═══ Supplied material ═══

//! Series construction, inference, reductions and kernels

use tabula::prelude::*;

#[test]
fn test_typed_construction() {
    let s = Series::new("a", vec![1i64, 2, 3]);
    assert_eq!(s.name(), "a");
    assert_eq!(s.dtype(), DataType::Int64);
    assert_eq!(s.len(), 3);
    assert_eq!(s.null_count(), 0);

    let s = Series::new("b", vec![Some("x"), None, Some("z")]);
    assert_eq!(s.dtype(), DataType::Utf8);
    assert_eq!(s.null_count(), 1);
    assert!(s.is_null_at(1));
    assert_eq!(s.get(1).unwrap(), Scalar::Null);
    assert_eq!(s.get(2).unwrap(), Scalar::Str("z".into()));
}

#[test]
fn test_inference_widening() {
    let s = Series::from_scalars("x", vec![Scalar::I64(1), Scalar::I64(2)], None).unwrap();
    assert_eq!(s.dtype(), DataType::Int64);

    // int then float widens to float
    let s = Series::from_scalars("x", vec![Scalar::I64(1), Scalar::F64(2.5)], None).unwrap();
    assert_eq!(s.dtype(), DataType::Float64);
    assert_eq!(s.get(0).unwrap(), Scalar::F64(1.0));

    // anything with a string widens to string
    let s = Series::from_scalars("x", vec![Scalar::I64(1), "y".into()], None).unwrap();
    assert_eq!(s.dtype(), DataType::Utf8);
    assert_eq!(s.get(0).unwrap(), Scalar::Str("1".into()));

    let s = Series::from_scalars("x", vec![Scalar::Bool(true), Scalar::Null], None).unwrap();
    assert_eq!(s.dtype(), DataType::Boolean);
    assert_eq!(s.null_count(), 1);

    // booleans mixed with numbers are not numeric
    let s = Series::from_scalars("x", vec![Scalar::Bool(true), Scalar::I64(1)], None).unwrap();
    assert_eq!(s.dtype(), DataType::Utf8);
}

#[test]
fn test_inference_needs_hint_for_all_null() {
    let err = Series::from_scalars("x", vec![Scalar::Null, Scalar::Null], None).unwrap_err();
    assert!(matches!(err, Error::Schema(_)));

    let err = Series::from_scalars("x", vec![], None).unwrap_err();
    assert!(matches!(err, Error::Schema(_)));

    let s = Series::from_scalars("x", vec![Scalar::Null, Scalar::Null], Some(DataType::Int64)).unwrap();
    assert_eq!(s.dtype(), DataType::Int64);
    assert_eq!(s.null_count(), 2);
}

#[test]
fn test_hint_overrides_inference() {
    let s = Series::from_scalars("x", vec![Scalar::I64(1), Scalar::I64(2)], Some(DataType::Float64)).unwrap();
    assert_eq!(s.dtype(), DataType::Float64);

    let err = Series::from_scalars("x", vec!["text".into()], Some(DataType::Int64)).unwrap_err();
    assert!(matches!(err, Error::TypeMismatch(_)));
}

#[test]
fn test_get_out_of_range() {
    let s = Series::new("a", vec![1i64, 2, 3]);
    match s.get(3) {
        Err(Error::Index { index, len }) => {
            assert_eq!(index, 3);
            assert_eq!(len, 3);
        }
        other => panic!("expected index error, got {:?}", other),
    }
}

#[test]
fn test_reductions_skip_nulls() {
    let s = Series::new("a", vec![Some(1i64), Some(2), None]);
    assert_eq!(s.sum().unwrap(), Scalar::I64(3));
    assert_eq!(s.min().unwrap(), Scalar::I64(1));
    assert_eq!(s.max().unwrap(), Scalar::I64(2));
    assert_eq!(s.mean().unwrap(), 1.5);

    let f = Series::new("f", vec![0.5f64, 1.5, -2.0]);
    assert_eq!(f.sum().unwrap(), Scalar::F64(0.0));
    assert_eq!(f.min().unwrap(), Scalar::F64(-2.0));
    assert_eq!(f.max().unwrap(), Scalar::F64(1.5));
}

#[test]
fn test_empty_reductions() {
    let s = Series::full_null("a", DataType::Int64, 3);
    // sum is exempt and yields zero
    assert_eq!(s.sum().unwrap(), Scalar::I64(0));
    assert!(matches!(s.min(), Err(Error::EmptyReduction { op: "min" })));
    assert!(matches!(s.max(), Err(Error::EmptyReduction { op: "max" })));
    assert!(matches!(s.mean(), Err(Error::EmptyReduction { op: "mean" })));

    let empty = Series::new("f", Vec::<f64>::new());
    assert_eq!(empty.sum().unwrap(), Scalar::F64(0.0));
    assert!(empty.mean().is_err());
}

#[test]
fn test_integer_sum_overflow() {
    let s = Series::new("a", vec![i64::MAX, 1]);
    assert!(matches!(s.sum(), Err(Error::Overflow { op: "sum" })));
    // mean accumulates in f64 and stays defined
    assert_eq!(s.mean().unwrap(), 2f64.powi(62));

    let near = Series::new("a", vec![i64::MAX - 1, 1]);
    assert_eq!(near.sum().unwrap(), Scalar::I64(i64::MAX));
}

#[test]
fn test_reductions_by_dtype() {
    let b = Series::new("b", vec![true, false, true]);
    assert_eq!(b.sum().unwrap(), Scalar::I64(2));
    assert_eq!(b.max().unwrap(), Scalar::Bool(true));

    let s = Series::new("s", vec!["pear", "apple", "fig"]);
    assert_eq!(s.min().unwrap(), Scalar::Str("apple".into()));
    assert_eq!(s.max().unwrap(), Scalar::Str("pear".into()));
    assert!(matches!(s.sum(), Err(Error::TypeMismatch(_))));
    assert!(matches!(s.mean(), Err(Error::TypeMismatch(_))));
}

#[test]
fn test_is_null_series() {
    let s = Series::new("c", vec![Some(1i64), None, Some(3), None]);
    let mask = s.is_null();
    assert_eq!(mask.dtype(), DataType::Boolean);
    assert_eq!(mask.null_count(), 0);
    assert_eq!(mask.sum().unwrap(), Scalar::I64(2));
    assert!(mask.series_equal(&Series::new("", vec![false, true, false, true])));
}

#[test]
fn test_scalar_comparisons() {
    let s = Series::new("a", vec![Some(1i64), Some(2), None]);
    let gt = s.gt_scalar(1i64).unwrap();
    assert!(gt.series_equal(&Series::new("", vec![Some(false), Some(true), None])));
    assert_eq!(gt.to_mask().unwrap(), vec![false, true, false]);

    // ints compare numerically against floats
    let le = s.le_scalar(1.5f64).unwrap();
    assert_eq!(le.to_mask().unwrap(), vec![true, false, false]);

    let words = Series::new("w", vec!["x", "y"]);
    assert!(words.eq_scalar("y").unwrap().series_equal(&Series::new("", vec![false, true])));
    assert!(matches!(words.eq_scalar(1i64), Err(Error::TypeMismatch(_))));
}

#[test]
fn test_series_comparisons() {
    let a = Series::new("a", vec![1i64, 5, 3]);
    let b = Series::new("b", vec![2i64, 5, 1]);
    assert_eq!(a.equal(&b).unwrap().to_mask().unwrap(), vec![false, true, false]);
    assert_eq!(a.lt(&b).unwrap().to_mask().unwrap(), vec![true, false, false]);
    assert_eq!(a.gt_eq(&b).unwrap().to_mask().unwrap(), vec![false, true, true]);
    assert_eq!(
        a.compare(CmpOp::parse("!=").unwrap(), &b).unwrap().to_mask().unwrap(),
        vec![true, false, true]
    );

    let short = Series::new("s", vec![1i64]);
    assert!(matches!(a.equal(&short), Err(Error::Schema(_))));
    assert!(CmpOp::parse("=~").is_err());
}

#[test]
fn test_to_mask_requires_boolean() {
    let s = Series::new("a", vec![1i64]);
    assert!(matches!(s.to_mask(), Err(Error::TypeMismatch(_))));
}

#[test]
fn test_take_and_filter() {
    let s = Series::new("a", vec![Some(10i64), None, Some(30)]);

    let taken = s.take(&[2, 0, 0]).unwrap();
    assert!(taken.series_equal(&Series::new("", vec![30i64, 10, 10])));
    assert!(matches!(s.take(&[3]), Err(Error::Index { index: 3, len: 3 })));

    let padded = s.take_opt(&[Some(0), None, Some(1)]).unwrap();
    assert_eq!(padded.null_count(), 2);
    assert_eq!(padded.get(0).unwrap(), Scalar::I64(10));

    let filtered = s.filter(&[false, true, true]).unwrap();
    assert_eq!(filtered.len(), 2);
    assert!(filtered.is_null_at(0));
    assert!(s.filter(&[true]).is_err());
}

#[test]
fn test_slice_clips() {
    let s = Series::new("a", vec![1i64, 2, 3, 4]);
    assert_eq!(s.slice(1, 2).len(), 2);
    assert_eq!(s.slice(3, 10).len(), 1);
    assert_eq!(s.slice(10, 2).len(), 0);
    assert!(s.head(100).series_equal(&s));
    assert!(s.tail(2).series_equal(&Series::new("", vec![3i64, 4])));
}

#[test]
fn test_series_equal() {
    let a = Series::new("a", vec![1i64, 2, 3]);
    // the name is not part of equality
    assert!(a.series_equal(&Series::new("other", vec![1i64, 2, 3])));
    assert!(!a.series_equal(&Series::new("a", vec![1i64, 2, 4])));
    assert!(!a.series_equal(&Series::new("a", vec![1i64, 2])));
    assert!(!a.series_equal(&Series::new("a", vec![1.0f64, 2.0, 3.0])));
    assert!(!a.series_equal(&Series::new("a", vec![Some(1i64), Some(2), None])));

    // unsigned counts are a distinct dtype
    assert!(!Series::new("n", vec![1u32, 2]).series_equal(&Series::new("n", vec![1i64, 2])));

    let nan = Series::new("f", vec![f64::NAN, 1.0]);
    assert!(nan.series_equal(&nan.clone()));
}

═══

§ **What is being asked**
All lines in the data that contain the word "TypeMismatch" should be copied.

§ **Result of the exercise**
    assert!(matches!(err, Error::TypeMismatch(_)));
    assert!(matches!(s.sum(), Err(Error::TypeMismatch(_))));
    assert!(matches!(s.mean(), Err(Error::TypeMismatch(_))));
    assert!(matches!(words.eq_scalar(1i64), Err(Error::TypeMismatch(_))));
    assert!(matches!(s.to_mask(), Err(Error::TypeMismatch(_))));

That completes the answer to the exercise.